[R] regular expressions : extracting numbers

2007-07-30 Thread GOUACHE David
Hello all,

I have a vector of character strings, in which I have letters, numbers, and 
symbols. What I wish to do is obtain a vector of the same length with just the 
numbers.
A quick example -

extract of the original vector :
"lema, rb 2%" "rb 2%" "rb 3%" "rb 4%" "rb 3%" "rb 2%,mineuse" "rb" "rb" "rb 12" 
"rb" "rj 30%" "rb" "rb" "rb 25%" "rb" "rb" "rb" "rj, rb"

and the type of thing I wish to end up with :
"2" "2" "3" "4" "3" "2" "" "" "12" "" "30" "" "" "25" "" "" "" ""

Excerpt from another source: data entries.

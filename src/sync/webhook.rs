//! GitHub webhook ingress.
//!
//! Gate order is load-bearing: the signature is verified over the raw bytes
//! before anything is parsed, the event and ref filters run before a trigger
//! is emitted, and the trigger never blocks the response.

use axum::{
    extract::State,
    http::{HeaderMap, StatusCode},
    response::{IntoResponse, Response},
    Json,
};
use bytes::Bytes;
use hmac::{Hmac, Mac};
use serde::Deserialize;
use serde_json::json;
use sha2::Sha256;
use tracing::{debug, info, warn};

use crate::server::{error, AppState};

type HmacSha256 = Hmac<Sha256>;

/// GitHub push event payload, reduced to the fields the filter needs.
#[derive(Debug, Deserialize)]
pub struct PushEvent {
    #[serde(rename = "ref")]
    pub git_ref: String,
    #[serde(default)]
    pub before: String,
    #[serde(default)]
    pub after: String,
    #[serde(default)]
    pub pusher: Pusher,
    #[serde(default)]
    pub commits: Vec<PushCommit>,
}

#[derive(Debug, Default, Deserialize)]
pub struct Pusher {
    #[serde(default)]
    pub name: String,
}

#[derive(Debug, Deserialize)]
pub struct PushCommit {
    pub id: String,
    #[serde(default)]
    pub message: String,
}

pub async fn handle_github_webhook(
    State(state): State<AppState>,
    headers: HeaderMap,
    body: Bytes,
) -> Response {
    state.metrics.record_webhook_received();

    let signature = headers
        .get("X-Hub-Signature-256")
        .and_then(|value| value.to_str().ok())
        .unwrap_or("");
    if !verify_signature(state.webhook_secret.as_bytes(), &body, signature) {
        warn!("webhook signature verification failed");
        return error::unauthorized("invalid webhook signature");
    }

    let event = headers
        .get("X-GitHub-Event")
        .and_then(|value| value.to_str().ok())
        .unwrap_or("");
    let delivery_id = headers
        .get("X-GitHub-Delivery")
        .and_then(|value| value.to_str().ok())
        .unwrap_or("");
    info!(event, delivery_id, "webhook received");

    if event != "push" {
        debug!(event, "ignoring non-push event");
        state.metrics.record_webhook_ignored();
        return ignored("not a push event");
    }

    let push: PushEvent = match serde_json::from_slice(&body) {
        Ok(push) => push,
        Err(err) => {
            warn!(error = %err, "failed to parse push event");
            return error::bad_request("invalid push payload");
        }
    };

    let expected_ref = format!("refs/heads/{}", state.branch);
    if push.git_ref != expected_ref {
        debug!(git_ref = %push.git_ref, expected = %expected_ref, "ignoring push to different branch");
        state.metrics.record_webhook_ignored();
        return ignored("different branch");
    }

    info!(
        git_ref = %push.git_ref,
        before = %push.before,
        after = %push.after,
        commit_count = push.commits.len(),
        pusher = %push.pusher.name,
        "push event for tracked branch"
    );

    state.trigger.trigger();
    (StatusCode::OK, Json(json!({"status": "accepted"}))).into_response()
}

fn ignored(reason: &str) -> Response {
    (
        StatusCode::OK,
        Json(json!({"status": "ignored", "reason": reason})),
    )
        .into_response()
}

/// Verify `sha256=<hex>` as the HMAC-SHA256 of `body` under `secret`.
/// The comparison is constant-time.
pub fn verify_signature(secret: &[u8], body: &[u8], signature: &str) -> bool {
    let Some(hex_digest) = signature.strip_prefix("sha256=") else {
        return false;
    };
    let Ok(expected) = hex::decode(hex_digest) else {
        return false;
    };

    let Ok(mut mac) = HmacSha256::new_from_slice(secret) else {
        return false;
    };
    mac.update(body);
    mac.verify_slice(&expected).is_ok()
}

or, instead of "", NA would be acceptable (actually it would almost be better 
for me)

Anyways, I've been battling with gsub() and things of the sort, but I'm 
drowning in the regular expressions, despite a few hours of looking at Perl 
tutorials...
So if anyone can help me out, it would be greatly appreciated!!

In advance, thanks very much.

David Gouache
Arvalis - Institut du Végétal
Station de La Minière
78280 Guyancourt
Tel: 01.30.12.96.22 / Port: 06.86.08.94.32

__
R-help@stat.math.ethz.ch mailing list
https://stat.ethz.ch/mailman/listinfo/r-help
PLEASE do read the posting guide http://www.R-project.org/posting-guide.html
and provide commented, minimal, self-contained, reproducible code.

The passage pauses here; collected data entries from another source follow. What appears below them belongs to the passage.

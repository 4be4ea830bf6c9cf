//! Working-copy store: the on-disk shallow clone of the upstream repository.
//!
//! All mutating operations (`clone_repo`, `fetch`) serialize on the write
//! half of an async lock; reads take the shared half and observe a single
//! consistent HEAD. git2 calls run on the blocking pool, bounded by an
//! explicit deadline.

use std::{
    path::{Component, Path, PathBuf},
    sync::Arc,
    time::Duration,
};

use git2::Repository;
use tokio::sync::{watch, RwLock};
use tracing::{debug, info, warn};

use crate::{
    error::{RegistryError, RegistryResult},
    github::TokenProvider,
    metrics::RegistryMetrics,
};

const RETRY_BASE_BACKOFF: Duration = Duration::from_secs(1);
const RETRY_MAX_BACKOFF: Duration = Duration::from_secs(30);

#[derive(Debug, Clone)]
pub struct StoreConfig {
    pub repo_url: String,
    pub branch: String,
    pub local_path: PathBuf,
    /// Shallow clone depth; 0 fetches full history (used with local fixtures).
    pub clone_depth: i32,
}

impl Default for StoreConfig {
    fn default() -> Self {
        Self {
            repo_url: String::new(),
            branch: "main".to_string(),
            local_path: PathBuf::new(),
            clone_depth: 1,
        }
    }
}

#[derive(Default)]
struct StoreState {
    /// Current HEAD SHA; `None` until the initial clone succeeds.
    head: Option<String>,
}

pub struct GitStore {
    cfg: StoreConfig,
    auth: Option<Arc<dyn TokenProvider>>,
    state: RwLock<StoreState>,
}

impl std::fmt::Debug for GitStore {
    fn fmt(&self, f: &mut std::fmt::Formatter<'_>) -> std::fmt::Result {
        f.debug_struct("GitStore")
            .field("cfg", &self.cfg)
            .field("has_auth", &self.auth.is_some())
            .finish_non_exhaustive()
    }
}

impl GitStore {
    pub fn new(cfg: StoreConfig, auth: Option<Arc<dyn TokenProvider>>) -> RegistryResult<Self> {
        if cfg.repo_url.is_empty() {
            return Err(RegistryError::Config("repo URL is required".to_string()));
        }
        if cfg.local_path.as_os_str().is_empty() {
            return Err(RegistryError::Config("local path is required".to_string()));
        }
        let mut cfg = cfg;
        if cfg.branch.is_empty() {
            cfg.branch = "main".to_string();
        }

        Ok(Self {
            cfg,
            auth,
            state: RwLock::new(StoreState::default()),
        })
    }

    /// Perform the initial clone: remove any prior directory, create the
    /// parent, and shallow-clone the tracked branch. Must succeed once before
    /// any other operation.
    pub async fn clone_repo(&self, deadline: Duration) -> RegistryResult<()> {
        let mut state = self.state.write().await;

        let token = self.acquire_token().await?;
        let cfg = self.cfg.clone();
        info!(url = %cfg.repo_url, branch = %cfg.branch, path = %cfg.local_path.display(), "cloning repository");

        let head = run_blocking(deadline, "clone", move || clone_blocking(&cfg, token)).await?;

        info!(commit = %head, "clone completed");
        state.head = Some(head);
        Ok(())
    }

    /// Pull the tracked branch with force semantics, so upstream history
    /// rewrites never wedge the clone. Returns whether HEAD changed; an
    /// already-up-to-date upstream returns `false` without mutating state.
    pub async fn fetch(&self, deadline: Duration) -> RegistryResult<bool> {
        let mut state = self.state.write().await;

        let old_head = state
            .head
            .clone()
            .ok_or_else(|| RegistryError::Upstream("repository not initialized".to_string()))?;

        let token = self.acquire_token().await?;
        let cfg = self.cfg.clone();
        let new_head = run_blocking(deadline, "fetch", move || fetch_blocking(&cfg, token)).await?;

        let changed = new_head != old_head;
        if changed {
            info!(old_commit = %old_head, new_commit = %new_head, "repository updated");
            state.head = Some(new_head);
        }
        Ok(changed)
    }

    /// Fetch with bounded retries and exponential backoff (1s doubling,
    /// capped at 30s). Each failed attempt is counted as a sync error; the
    /// shutdown signal aborts the backoff wait.
    pub async fn fetch_with_retry(
        &self,
        deadline: Duration,
        max_attempts: u32,
        metrics: &RegistryMetrics,
        shutdown: &mut watch::Receiver<()>,
    ) -> RegistryResult<bool> {
        let mut backoff = RETRY_BASE_BACKOFF;
        let mut last_err = None;

        for attempt in 1..=max_attempts {
            match self.fetch(deadline).await {
                Ok(changed) => return Ok(changed),
                Err(err) => {
                    warn!(
                        attempt,
                        max_attempts,
                        error = %err,
                        next_backoff = ?backoff,
                        "fetch attempt failed"
                    );
                    metrics.record_sync_error();
                    last_err = Some(err);
                }
            }

            if attempt == max_attempts {
                break;
            }

            tokio::select! {
                _ = shutdown.changed() => {
                    return Err(RegistryError::Deadline(
                        "shutdown during fetch retry".to_string(),
                    ));
                }
                _ = tokio::time::sleep(backoff) => {}
            }
            backoff = (backoff * 2).min(RETRY_MAX_BACKOFF);
        }

        Err(last_err
            .unwrap_or_else(|| RegistryError::Upstream("fetch failed without attempts".to_string())))
    }

    /// Read a file relative to the working copy at the current HEAD.
    pub async fn read(&self, path: &str) -> RegistryResult<Vec<u8>> {
        let state = self.state.read().await;
        self.ensure_initialized(&state)?;

        let full_path = self.cfg.local_path.join(sanitize_rel_path(path)?);
        match tokio::fs::read(&full_path).await {
            Ok(bytes) => Ok(bytes),
            Err(err) if err.kind() == std::io::ErrorKind::NotFound => {
                Err(RegistryError::NotFound(path.to_string()))
            }
            Err(err) => Err(err.into()),
        }
    }

    /// Enumerate every blob under `prefix` at the current HEAD, invoking the
    /// visitor with (repo-relative path, content). An error from the visitor
    /// aborts the walk and is propagated. Ordering is not guaranteed.
    pub async fn walk<F>(&self, prefix: &str, mut visit: F) -> RegistryResult<()>
    where
        F: FnMut(&str, &[u8]) -> RegistryResult<()>,
    {
        let state = self.state.read().await;
        self.ensure_initialized(&state)?;

        let cfg = self.cfg.clone();
        let prefix = prefix.to_string();
        let files = tokio::task::spawn_blocking(move || walk_blocking(&cfg, &prefix))
            .await
            .map_err(|err| RegistryError::Upstream(format!("walk task failed: {err}")))??;

        for (path, content) in &files {
            visit(path, content)?;
        }
        Ok(())
    }

    /// Whether `path` exists in the working copy.
    pub async fn file_exists(&self, path: &str) -> bool {
        let state = self.state.read().await;
        if state.head.is_none() {
            return false;
        }
        match sanitize_rel_path(path) {
            Ok(rel) => tokio::fs::try_exists(self.cfg.local_path.join(rel))
                .await
                .unwrap_or(false),
            Err(_) => false,
        }
    }

    /// Plain (non-recursive) file listing of a working-copy directory.
    pub async fn list_files(&self, dir: &str) -> RegistryResult<Vec<String>> {
        let state = self.state.read().await;
        self.ensure_initialized(&state)?;

        let full_path = self.cfg.local_path.join(sanitize_rel_path(dir)?);
        let mut entries = tokio::fs::read_dir(&full_path).await?;
        let mut files = Vec::new();
        while let Some(entry) = entries.next_entry().await? {
            if entry.file_type().await?.is_file() {
                files.push(entry.file_name().to_string_lossy().into_owned());
            }
        }
        Ok(files)
    }

    /// Current HEAD SHA, or empty before the initial clone.
    pub async fn head(&self) -> String {
        self.state.read().await.head.clone().unwrap_or_default()
    }

    pub fn repo_url(&self) -> &str {
        &self.cfg.repo_url
    }

    pub fn branch(&self) -> &str {
        &self.cfg.branch
    }

    fn ensure_initialized(&self, state: &StoreState) -> RegistryResult<()> {
        if state.head.is_none() {
            return Err(RegistryError::Upstream(
                "repository not initialized".to_string(),
            ));
        }
        Ok(())
    }

    async fn acquire_token(&self) -> RegistryResult<Option<String>> {
        match &self.auth {
            Some(provider) => Ok(Some(provider.token().await?)),
            None => Ok(None),
        }
    }
}

/// Run a blocking git operation on the blocking pool under a deadline. The
/// task keeps running past the deadline, but its result is discarded.
async fn run_blocking<T, F>(deadline: Duration, op: &str, f: F) -> RegistryResult<T>
where
    F: FnOnce() -> RegistryResult<T> + Send + 'static,
    T: Send + 'static,
{
    let handle = tokio::task::spawn_blocking(f);
    match tokio::time::timeout(deadline, handle).await {
        Err(_) => Err(RegistryError::Deadline(format!(
            "{op} did not complete within {deadline:?}"
        ))),
        Ok(Err(join_err)) => Err(RegistryError::Upstream(format!(
            "{op} task failed: {join_err}"
        ))),
        Ok(Ok(result)) => result,
    }
}

fn clone_blocking(cfg: &StoreConfig, token: Option<String>) -> RegistryResult<String> {
    if let Some(parent) = cfg.local_path.parent() {
        std::fs::create_dir_all(parent)?;
    }
    if cfg.local_path.exists() {
        std::fs::remove_dir_all(&cfg.local_path)?;
    }

    let repo = git2::build::RepoBuilder::new()
        .branch(&cfg.branch)
        .fetch_options(fetch_options(cfg, token))
        .clone(&cfg.repo_url, &cfg.local_path)?;

    current_head(&repo)
}

fn fetch_blocking(cfg: &StoreConfig, token: Option<String>) -> RegistryResult<String> {
    let repo = Repository::open(&cfg.local_path)?;

    {
        let mut remote = repo.find_remote("origin")?;
        let mut opts = fetch_options(cfg, token);
        remote.fetch(&[cfg.branch.as_str()], Some(&mut opts), None)?;
    }

    let fetch_head = repo.find_reference("FETCH_HEAD")?;
    let fetch_commit = fetch_head.peel_to_commit()?;
    let head_commit = repo.head()?.peel_to_commit()?;

    if fetch_commit.id() == head_commit.id() {
        debug!(commit = %head_commit.id(), "already up to date");
        return Ok(head_commit.id().to_string());
    }

    // Force-move the branch ref to the fetched commit instead of merging;
    // a rewritten upstream must never leave the clone unable to advance.
    let refname = format!("refs/heads/{}", cfg.branch);
    repo.reference(&refname, fetch_commit.id(), true, "fetch: forced update")?;
    repo.set_head(&refname)?;
    repo.checkout_head(Some(git2::build::CheckoutBuilder::default().force()))?;

    Ok(fetch_commit.id().to_string())
}

fn walk_blocking(cfg: &StoreConfig, prefix: &str) -> RegistryResult<Vec<(String, Vec<u8>)>> {
    let repo = Repository::open(&cfg.local_path)?;
    let tree = repo.head()?.peel_to_commit()?.tree()?;

    let mut files = Vec::new();
    tree.walk(git2::TreeWalkMode::PreOrder, |root, entry| {
        if entry.kind() == Some(git2::ObjectType::Blob) {
            let path = format!("{}{}", root, entry.name().unwrap_or(""));
            if prefix.is_empty() || path.starts_with(prefix) {
                if let Ok(object) = entry.to_object(&repo) {
                    if let Some(blob) = object.as_blob() {
                        files.push((path, blob.content().to_vec()));
                    }
                }
            }
        }
        git2::TreeWalkResult::Ok
    })?;

    Ok(files)
}

fn fetch_options(cfg: &StoreConfig, token: Option<String>) -> git2::FetchOptions<'static> {
    let mut opts = git2::FetchOptions::new();
    if let Some(token) = token {
        let mut callbacks = git2::RemoteCallbacks::new();
        callbacks.credentials(move |_url, _username, _allowed| {
            git2::Cred::userpass_plaintext("x-access-token", &token)
        });
        opts.remote_callbacks(callbacks);
    }
    if cfg.clone_depth > 0 {
        opts.depth(cfg.clone_depth);
    }
    opts
}

fn current_head(repo: &Repository) -> RegistryResult<String> {
    Ok(repo.head()?.peel_to_commit()?.id().to_string())
}

/// Index paths are repo-relative and forward-slash; anything absolute or
/// escaping the working copy is rejected.
fn sanitize_rel_path(path: &str) -> RegistryResult<PathBuf> {
    let rel = Path::new(path);
    if rel.is_absolute()
        || rel
            .components()
            .any(|c| matches!(c, Component::ParentDir | Component::Prefix(_)))
    {
        return Err(RegistryError::Validation(format!(
            "illegal repository path: {path}"
        )));
    }
    Ok(rel.to_path_buf())
}

#[cfg(test)]
mod tests {
    use super::*;

    #[test]
    fn test_sanitize_rel_path() {
        assert!(sanitize_rel_path("index.yaml").is_ok());
        assert!(sanitize_rel_path("servers/demo.yaml").is_ok());
        assert!(sanitize_rel_path("../outside").is_err());
        assert!(sanitize_rel_path("servers/../../etc/passwd").is_err());
        assert!(sanitize_rel_path("/etc/passwd").is_err());
    }

    #[test]
    fn test_new_requires_url_and_path() {
        let err = GitStore::new(StoreConfig::default(), None).unwrap_err();
        assert!(matches!(err, RegistryError::Config(_)));

        let err = GitStore::new(
            StoreConfig {
                repo_url: "https://example.com/repo.git".to_string(),
                local_path: PathBuf::new(),
                ..StoreConfig::default()
            },
            None,
        )
        .unwrap_err();
        assert!(matches!(err, RegistryError::Config(_)));
    }

    #[test]
    fn test_empty_branch_defaults_to_main() {
        let store = GitStore::new(
            StoreConfig {
                repo_url: "https://example.com/repo.git".to_string(),
                branch: String::new(),
                local_path: PathBuf::from("/tmp/registry-data"),
                clone_depth: 1,
            },
            None,
        )
        .unwrap();
        assert_eq!(store.branch(), "main");
    }
}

Re: [R] regular expressions : extracting numbers

2007-07-30 Thread Romain Francois
Bonjour David,

What about one of these :

R> gsub( "[^[:digit:]]", "", x )

or using perl regular expressions:

R> gsub( "\\D", "", x, perl = T )

Cheers,

Romain

GOUACHE David wrote:
> Hello all,
>
> I have a vector of character strings, in which I have letters, numbers, and 
> symbols. What I wish to do is obtain a vector of the same length with just 
> the numbers.
> A quick example -
>
> extract of the original vector :
> "lema, rb 2%" "rb 2%" "rb 3%" "rb 4%" "rb 3%" "rb 2%,mineuse" "rb" "rb" "rb 
> 12" "rb" "rj 30%" "rb" "rb" "rb 25%" "rb" "rb" "rb" "rj, rb"
>
> and the type of thing I wish to end up with :
> "2" "2" "3" "4" "3" "2" "" "" "12" "" "30" "" "" "25" "" "" "" ""
>
> or, instead of "", NA would be acceptable (actually it would almost be better 
> for me)
>
> Anyways, I've been battling with gsub() and things of the sort, but I'm 
> drowning in the regular expressions, despite a few hours of looking at Perl 
> tutorials...
> So if anyone can help me out, it would be greatly appreciated!!
>
> In advance, thanks very much.
>
> David Gouache
> Arvalis - Institut du Végétal
> Station de La Minière
> 78280 Guyancourt
> Tel: 01.30.12.96.22 / Port: 06.86.08.94.3


-- 
Mango Solutions
data analysis that delivers

Tel:  +44(0) 1249 467 467
Fax:  +44(0) 1249 467 468
Mob:  +44(0) 7813 526 123

__
R-help@stat.math.ethz.ch mailing list
https://stat.ethz.ch/mailman/listinfo/r-help
PLEASE do read the posting guide http://www.R-project.org/posting-guide.html
and provide commented, minimal, self-contained, reproducible code.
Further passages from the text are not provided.